Fluorescence spectra decomposition by asymmetric functions: Laurdan spectrum revisited

Abstract

Due to their asymmetric nature, complex fluorescence spectra of molecules can be analyzed much better by log-normal distributions than by Gaussian ones. So far, the log-normal function has been used for deconvolution of emission spectra of different fluorescent molecules, such as Tryptophan and Prodan, but to our knowledge it is far less used for Laurdan (2-dimethylamino-6-lauroylnaphthalene). In this article, we present the decomposition of Laurdan emission spectra in large unilamellar vesicles using a procedure that relies on the log-normal asymmetric function.
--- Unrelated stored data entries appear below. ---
//! # Database Error Types
//!
//! Error types for storage operations.
//!
//! ## Error Flow
//! ```text
//! ┌─────────────────────────────────────────────────────────────────────┐
//! │                       Error Propagation                             │
//! │                                                                     │
//! │  SQLite Error (sqlx::Error)                                         │
//! │       │                                                             │
//! │       ▼                                                             │
//! │  DbError (this module) ← Adds context and categorization            │
//! │       │                                                             │
//! │       ▼                                                             │
//! │  ApiError (booking-api) ← 500 "internal error" to the caller,       │
//! │       │                    full detail to the operator log           │
//! │       ▼                                                             │
//! │  Caller decides whether to resubmit; no retry happens here          │
//! └─────────────────────────────────────────────────────────────────────┘
//! ```

use thiserror::Error;

/// Storage operation errors.
///
/// These wrap sqlx errors and provide additional context. A failure during
/// the final booking write is the caller's cue to resubmit the whole
/// request - reconciliation is cheap and idempotent given stable catalog
/// state, so no retry loop lives at this layer.
#[derive(Debug, Error)]
pub enum DbError {
    /// Entity not found in the database.
    #[error("{entity} not found: {id}")]
    NotFound { entity: String, id: String },

    /// Unique constraint violation.
    #[error("duplicate {field}: '{value}' already exists")]
    UniqueViolation { field: String, value: String },

    /// Foreign key constraint violation.
    #[error("foreign key violation: {message}")]
    ForeignKeyViolation { message: String },

    /// Database connection failed.
    #[error("connection failed: {0}")]
    ConnectionFailed(String),

    /// Migration failed.
    #[error("migration failed: {0}")]
    MigrationFailed(String),

    /// Query execution failed.
    #[error("query failed: {0}")]
    QueryFailed(String),

    /// Transaction failed to commit.
    #[error("transaction failed: {0}")]
    TransactionFailed(String),

    /// Pool exhausted (all connections in use).
    #[error("connection pool exhausted")]
    PoolExhausted,

    /// Internal database error.
    #[error("internal database error: {0}")]
    Internal(String),
}

impl DbError {
    /// Creates a NotFound error for a given entity type and ID.
    pub fn not_found(entity: impl Into<String>, id: impl Into<String>) -> Self {
        DbError::NotFound {
            entity: entity.into(),
            id: id.into(),
        }
    }
}

/// Convert sqlx errors to DbError.
///
/// ## Error Mapping
/// ```text
/// sqlx::Error::RowNotFound    → DbError::NotFound
/// sqlx::Error::Database       → Analyze message for constraint type
/// sqlx::Error::PoolTimedOut   → DbError::PoolExhausted
/// Other                       → DbError::Internal
/// ```
impl From<sqlx::Error> for DbError {
    fn from(err: sqlx::Error) -> Self {
        match err {
            sqlx::Error::RowNotFound => DbError::NotFound {
                entity: "record".to_string(),
                id: "unknown".to_string(),
            },

            sqlx::Error::Database(db_err) => {
                let msg = db_err.message();

                // SQLite constraint messages:
                // "UNIQUE constraint failed: <table>.<column>"
                // "FOREIGN KEY constraint failed"
                if msg.contains("UNIQUE constraint failed") {
                    let field = msg
                        .split("UNIQUE constraint failed: ")
                        .nth(1)
                        .unwrap_or("unknown")
                        .to_string();
                    DbError::UniqueViolation {
                        field,
                        value: "unknown".to_string(),
                    }
                } else if msg.contains("FOREIGN KEY constraint failed") {
                    DbError::ForeignKeyViolation {
                        message: msg.to_string(),
                    }
                } else {
                    DbError::QueryFailed(msg.to_string())
                }
            }

            sqlx::Error::PoolTimedOut => DbError::PoolExhausted,

            sqlx::Error::PoolClosed => DbError::ConnectionFailed("pool is closed".to_string()),

            _ => DbError::Internal(err.to_string()),
        }
    }
}

impl From<sqlx::migrate::MigrateError> for DbError {
    fn from(err: sqlx::migrate::MigrateError) -> Self {
        DbError::MigrationFailed(err.to_string())
    }
}

/// Result type for database operations.
pub type DbResult<T> = Result<T, DbError>;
The procedure was calibrated using Laurdan spectra in homogeneous solutions of various solvents. Comparing our results with the ones obtained from a Gaussian fit, we show that (i) the position of the elementary peaks (∼440 and 490nm) is preserved in a large range of temperatures that include the main phase transition of lipid bilayer and (ii) the bilayer hydration, as reported by Laurdan, increases approximately 8 times from the gel phase to the liquid crystalline one, a result that fits with other reports, providing a more realistic description. In addition, we propose a new parameter to globally evaluate Laurdan emission spectra with the prospect of acquiring a larger range of values than the classical "generalized polarization".